While the UK-EU Withdrawal Agreement provided for reciprocal recognition of pre-existing database rights, no further agreement on forward looking reciprocal recognition was reached in the UK-EU Trade Cooperation Agreement. From 1 January 2021, database makers in the UK will therefore no longer be able to obtain new database rights in EEA member states. The UK has also amended its national implementation of the Database Directive, such that from 1 January 2021 only UK citizens, residents and businesses can obtain new database rights in the UK. This loss of the ability for UK businesses to obtain new rights in the EEA and vice versa is already starting to have an impact on real world business decisions. For example, it was recently reported that this issue is one of a number of factors which prompted OpenStreetMap to consider relocating its operations to the EU. Through the use of UK and EU subsidiaries it is possible for most organisations to work round these limitations and continue to generate rights in both the UK and EEA. However, these schemes will often require careful structuring and legal input on IP, corporate, taxation and employment issues, making them feasible only for those organisations where database rights are crucial to their business model and who have the time and resources to make the necessary arrangements.

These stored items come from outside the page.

//! MLOps Agent Interface: the client/service boundary surface
//!
//! This crate defines everything the client facade and the agent service have
//! to agree on, without pulling in either side's implementation:
//!
//! 1. **Identity**: the well-known service name, its three facets, and the
//!    transport scopes a client probes when binding
//! 2. **Wire types**: the request/reply pair carried by one synchronous call
//! 3. **Seams**: the `AgentTransport` and `HostContext` traits implemented by
//!    the client crate (and mocked by its tests)
//!
//! # Example
//!
//! ```rust,no_run
//! use mlops_agent_interface::{AgentTransport, CallRequest, Result, ServiceFacet, TransportScope};
//! use serde_json::json;
//!
//! fn ping<T: AgentTransport>(transport: &T) -> Result<()> {
//!     let mut conn = transport.connect(TransportScope::System, ServiceFacet::Pipeline)?;
//!     let reply = conn.call(&CallRequest::new("get_state", json!({ "id": 1 })))?;
//!     println!("remote status: {}", reply.code);
//!     conn.close();
//!     Ok(())
//! }
//! ```
//!
//! # Thread Safety
//!
//! `AgentTransport` and `HostContext` implementations must be `Send + Sync`:
//! the client hands them out behind `Arc` to independently calling threads.
//! A `ProxyConnection` is only ever owned by the single call that created it,
//! so it is `Send` but not shared.

use serde::{Deserialize, Serialize};
use std::fmt;
use std::path::PathBuf;
use thiserror::Error;

/// Well-known identity of the agent service.
///
/// Both scopes expose the service under this name; only the directory the
/// endpoint lives in differs per scope.
pub const SERVICE_NAME: &str = "mlops-agent";

#[derive(Error, Debug)]
pub enum TransportError {
    #[error("Endpoint not found: {0}")]
    EndpointNotFound(PathBuf),

    #[error("I/O error: {0}")]
    Io(#[from] std::io::Error),

    #[error("Protocol error: {0}")]
    Protocol(String),
}

pub type Result<T> = std::result::Result<T, TransportError>;

/// Errors from host-environment queries consumed by the client.
#[derive(Error, Debug)]
pub enum HostError {
    #[error("No installed root for resource type: {0}")]
    RootNotFound(String),

    #[error("Host query failed: {0}")]
    Query(String),
}

/// The three remote surfaces exposed by the agent service.
///
/// The facet determines which endpoint a proxy binds to and which method
/// names are meaningful on the resulting connection.
#[derive(Debug, Clone, Copy, PartialEq, Eq, Hash, Serialize, Deserialize)]
#[serde(rename_all = "lowercase")]
pub enum ServiceFacet {
    /// Pipeline lifecycle: description registry plus launched instances
    Pipeline,

    /// Model registry: versioned, at most one activated version per name
    Model,

    /// Shared resource registry
    Resource,
}

impl ServiceFacet {
    pub const ALL: [ServiceFacet; 3] =
        [ServiceFacet::Pipeline, ServiceFacet::Model, ServiceFacet::Resource];

    /// Well-known endpoint name of this facet under the service's runtime
    /// directory.
    pub fn endpoint(&self) -> &'static str {
        match self {
            ServiceFacet::Pipeline => "pipeline",
            ServiceFacet::Model => "model",
            ServiceFacet::Resource => "resource",
        }
    }
}

impl fmt::Display for ServiceFacet {
    fn fmt(&self, f: &mut fmt::Formatter<'_>) -> fmt::Result {
        f.write_str(self.endpoint())
    }
}

/// Connection scopes, in the order a client probes them.
///
/// A service installed machine-wide answers at `System`; a per-user instance
/// answers at `Session`. Callers never pick a scope directly - binding walks
/// `PRIORITY` and keeps the first scope that accepts a connection.
#[derive(Debug, Clone, Copy, PartialEq, Eq, Hash, Serialize, Deserialize)]
#[serde(rename_all = "lowercase")]
pub enum TransportScope {
    /// Machine-wide runtime directory
    System,

    /// Per-user session runtime directory
    Session,
}

impl TransportScope {
    /// Fixed probe order: system scope first, then session scope.
    pub const PRIORITY: [TransportScope; 2] = [TransportScope::System, TransportScope::Session];
}

impl fmt::Display for TransportScope {
    fn fmt(&self, f: &mut fmt::Formatter<'_>) -> fmt::Result {
        match self {
            TransportScope::System => f.write_str("system"),
            TransportScope::Session => f.write_str("session"),
        }
    }
}

/// One synchronous request: a facet-scoped method name and its arguments.
///
/// Every argument slot the method declares must be present in `args`;
/// optional caller inputs are marshaled as empty strings, never omitted.
#[derive(Debug, Clone, Serialize, Deserialize)]
pub struct CallRequest {
    pub method: String,
    pub args: serde_json::Value,
}

impl CallRequest {
    pub fn new(method: impl Into<String>, args: serde_json::Value) -> Self {
        Self {
            method: method.into(),
            args,
        }
    }
}

/// The service's answer to a delivered call.
///
/// `code` follows the service's own error numbering: 0 is success, anything
/// else is a remote-reported failure. Output values live in `values` keyed by
/// the slot names the method declares. A call that could not be delivered at
/// all never produces a `CallReply` - that surfaces as a `TransportError`.
#[derive(Debug, Clone, Serialize, Deserialize)]
pub struct CallReply {
    pub code: i32,

    #[serde(default)]
    pub values: serde_json::Value,
}

impl CallReply {
    /// Successful reply carrying the given output values.
    pub fn ok(values: serde_json::Value) -> Self {
        Self { code: 0, values }
    }

    /// Failed reply carrying a service error code and no outputs.
    pub fn error(code: i32) -> Self {
        Self {
            code,
            values: serde_json::Value::Null,
        }
    }

    pub fn is_success(&self) -> bool {
        self.code == 0
    }
}

/// A live, bound connection to one facet at one scope.
///
/// The connection is created for exactly one call and closed immediately
/// after it, on every exit path. Implementations must make `close` safe to
/// call after a failed `call`.
pub trait ProxyConnection: Send + fmt::Debug {
    /// Issue the single synchronous call this connection was bound for.
    fn call(&mut self, request: &CallRequest) -> Result<CallReply>;

    /// Release the underlying connection.
    fn close(&mut self);
}

/// Factory for facet connections at a given scope.
///
/// Implementations:
/// - `LocalTransport` in the client crate: blocking Unix-domain-socket
///   endpoints under the scope's runtime directory
/// - `MockTransport` in the client's tests: scripted outcomes with attempt
///   and release accounting
pub trait AgentTransport: Send + Sync {
    /// Attempt a synchronous connect to `facet`'s endpoint at `scope`.
    ///
    /// Either returns a fully usable connection or an error - there is no
    /// partially-bound state for callers to observe.
    fn connect(&self, scope: TransportScope, facet: ServiceFacet) -> Result<Box<dyn ProxyConnection>>;
}

/// Host-environment queries the client consumes but does not produce.
///
/// Two production implementations exist: a packaging-aware host that knows
/// the application id and the installed roots of shared resource classes,
/// and a pass-through host for processes outside any packaged-application
/// context. Both queries are read-only and idempotent.
pub trait HostContext: Send + Sync {
    /// Identifier of the packaged application hosting this process, or
    /// `None` when the process runs outside a packaged-application context.
    fn app_id(&self) -> Option<String>;

    /// Installed root directory for the given shared resource class.
    fn global_resource_root(&self, res_type: &str) -> std::result::Result<PathBuf, HostError>;
}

The optimal outcome for many would be a further agreement between the UK and EU, permitting UK and EEA businesses, nationals and citizens to enjoy reciprocal recognition of their database rights.
The Data Act
Back in February 2020, the European Commission’s Data Strategy stated that it intended to evaluate the EU IPR framework with a view to further enhance data access and use. This was said to include a possible revision of the Database Directive and a possible clarification of the application of the Trade Secrets Directive as an enabling framework. This intention was repeated in November 2020 in the Commission’s IP Strategy (read our summary here), which added that the Commission was particularly interested in the role of the Database Directive and Trade Secrets Directive in facilitating the sharing of, and trading in, machine generated data and other IoT data.

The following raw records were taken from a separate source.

//! Shared test utilities

#![allow(dead_code)]

use student_desk::{
    AdmissionsFacts, Desk, DeskOptions, GuidanceFacts, KnowledgeBase, KnowledgeEntry, Lexicon,
    Payload,
};

/// Phrases that mark a query as out of scope
pub const OUT_OF_SCOPE: &[&str] = &[
    "weather today",
    "weather forecast",
    "sports scores",
    "tell me a joke",
    "movie recommendations",
];

/// Create an admissions entry with a fixed summary
pub fn admissions_entry(key: &str, title: &str, pattern: &str) -> KnowledgeEntry {
    KnowledgeEntry::new(
        key,
        title,
        pattern,
        Payload::Admissions(AdmissionsFacts {
            summary: format!("{title} overview."),
            requirements: vec!["Official transcripts".to_string(), "Two references".to_string()],
            deadline: Some("March 1".to_string()),
            fees: Some("$75 application fee".to_string()),
            steps: vec!["Create an account".to_string(), "Submit the form".to_string()],
        }),
    )
    .expect("valid admissions entry")
}

/// Create a guidance entry with a fixed summary
pub fn guidance_entry(key: &str, title: &str, pattern: &str) -> KnowledgeEntry {
    KnowledgeEntry::new(
        key,
        title,
        pattern,
        Payload::Guidance(GuidanceFacts {
            summary: format!("{title} overview."),
            strategies: vec!["Plan each week".to_string(), "Review often".to_string()],
            resources: vec!["Academic advising office".to_string()],
        }),
    )
    .expect("valid guidance entry")
}

/// Small synthetic knowledge base
pub fn test_knowledge() -> KnowledgeBase {
    let admissions = vec![
        admissions_entry("master", "Master's programs", "master degree requirements")
            .with_aliases(["graduate school admission"]),
        admissions_entry("bachelor", "Bachelor's programs", "bachelor undergraduate application"),
    ];
    let guidance = vec![
        guidance_entry("study_skills", "Study skills", "improve grades study effectively")
            .with_aliases(["study habits"]),
        guidance_entry("orientation", "Orientation", "orientation new student campus"),
        guidance_entry("career", "Career planning", "career planning internship"),
    ];

    KnowledgeBase::new(Lexicon::new("out_of_scope", OUT_OF_SCOPE), admissions, guidance)
        .expect("valid test knowledge")
}

/// Desk over the synthetic knowledge with default options
pub fn test_desk() -> Desk {
    test_desk_with(DeskOptions::default())
}

/// Desk over the synthetic knowledge with custom options
pub fn test_desk_with(options: DeskOptions) -> Desk {
    Desk::new(test_knowledge(), options).expect("valid desk options")
}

More recently, in June 2021 an Inception Impact Assessment for a proposed Data Act highlighted the Commission’s concern that there was legal uncertainty surrounding the application of the Database Directive to machine-generated data and data generated in the context of IoT devices, which may pose an obstacle to access and use of that data (read our summary and analysis of the Inception Impact Assessment here). One specific policy initiative currently under consideration is clarifying the scope of application of the sui generis right to machine generated data, which could either involve expressly including or excluding machine generated data from the scope of the right. A study is currently underway to gather evidence which will inform the Commission’s proposed approach and views can be submitted by way of an online questionnaire (available here).

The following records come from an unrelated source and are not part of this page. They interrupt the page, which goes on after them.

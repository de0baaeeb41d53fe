//! Runtime configuration for the desk
//!
//! Sources are layered defaults < config file < environment. The CLI applies
//! its flags on top of the loaded value.

pub mod file;

use std::path::PathBuf;

use crate::intent::Thresholds;
use crate::knowledge::KnowledgeBase;
use crate::router::{Desk, DeskOptions};
use crate::{Error, Result};

use file::DeskConfigFile;

/// Resolved desk configuration
#[derive(Debug, Clone, Default, PartialEq)]
pub struct Config {
    /// Knowledge file; bundled knowledge when `None`
    pub knowledge_path: Option<PathBuf>,

    /// Pipeline tunables
    pub options: DeskOptions,
}

impl Config {
    /// Load configuration from the config file and environment
    ///
    /// # Errors
    ///
    /// Returns `Error::Config` if an environment override cannot be parsed
    pub fn load() -> Result<Self> {
        Self::from_sources(file::load_config_file(), |key| std::env::var(key).ok())
    }

    /// Overlay a parsed config file and an environment lookup on defaults
    ///
    /// # Errors
    ///
    /// Returns `Error::Config` if an environment override cannot be parsed
    pub fn from_sources(
        fc: DeskConfigFile,
        env: impl Fn(&str) -> Option<String>,
    ) -> Result<Self> {
        let defaults = DeskOptions::default();

        let knowledge_path = env("DESK_KNOWLEDGE_PATH")
            .or(fc.knowledge.path)
            .filter(|p| !p.trim().is_empty())
            .map(PathBuf::from);

        let out_of_scope = env_f64(&env, "DESK_OUT_OF_SCOPE_THRESHOLD")?
            .or(fc.thresholds.out_of_scope)
            .unwrap_or(defaults.thresholds.out_of_scope);
        let in_scope = env_f64(&env, "DESK_IN_SCOPE_THRESHOLD")?
            .or(fc.thresholds.in_scope)
            .unwrap_or(defaults.thresholds.in_scope);
        let match_threshold = env_f64(&env, "DESK_MATCH_THRESHOLD")?
            .or(fc.thresholds.matching)
            .unwrap_or(defaults.match_threshold);

        let ignore_stopwords = env_bool(&env, "DESK_IGNORE_STOPWORDS")?
            .or(fc.tokens.ignore_stopwords)
            .unwrap_or(defaults.ignore_stopwords);

        Ok(Self {
            knowledge_path,
            options: DeskOptions {
                thresholds: Thresholds {
                    out_of_scope,
                    in_scope,
                },
                match_threshold,
                ignore_stopwords,
            },
        })
    }

    /// Load the configured knowledge, falling back to the bundled tables
    ///
    /// # Errors
    ///
    /// Returns an error if the knowledge file cannot be read, parsed or
    /// validated
    pub fn knowledge(&self) -> Result<KnowledgeBase> {
        match &self.knowledge_path {
            Some(path) => KnowledgeBase::load(path),
            None => KnowledgeBase::bundled(),
        }
    }

    /// Build the answering pipeline this configuration describes
    ///
    /// # Errors
    ///
    /// Returns an error if knowledge loading fails or a threshold is out of
    /// range
    pub fn desk(&self) -> Result<Desk> {
        Desk::new(self.knowledge()?, self.options)
    }
}

fn env_f64(env: &impl Fn(&str) -> Option<String>, key: &str) -> Result<Option<f64>> {
    env(key)
        .map(|raw| {
            raw.trim()
                .parse::<f64>()
                .map_err(|e| Error::Config(format!("{key}={raw}: {e}")))
        })
        .transpose()
}

/// Accepts `true`/`false` in any case, or `1`/`0`
fn env_bool(env: &impl Fn(&str) -> Option<String>, key: &str) -> Result<Option<bool>> {
    env(key)
        .map(|raw| match raw.trim().to_lowercase().as_str() {
            "1" => Ok(true),
            "0" => Ok(false),
            value => value
                .parse::<bool>()
                .map_err(|e| Error::Config(format!("{key}={raw}: {e}"))),
        })
        .transpose()
}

The Commission has also indicated that it is considering a specific access regime to facilitate trading in and access to databases in a balanced manner and other additional elements to modernise the Database Directive, particularly the sui generis right, e.g. by aligning the exceptions to more recent EU copyright instruments. What exactly this may entail is not yet clear, although the draft Data Act is expected to be published in Q4 2021 so we may not have that long to wait to find out.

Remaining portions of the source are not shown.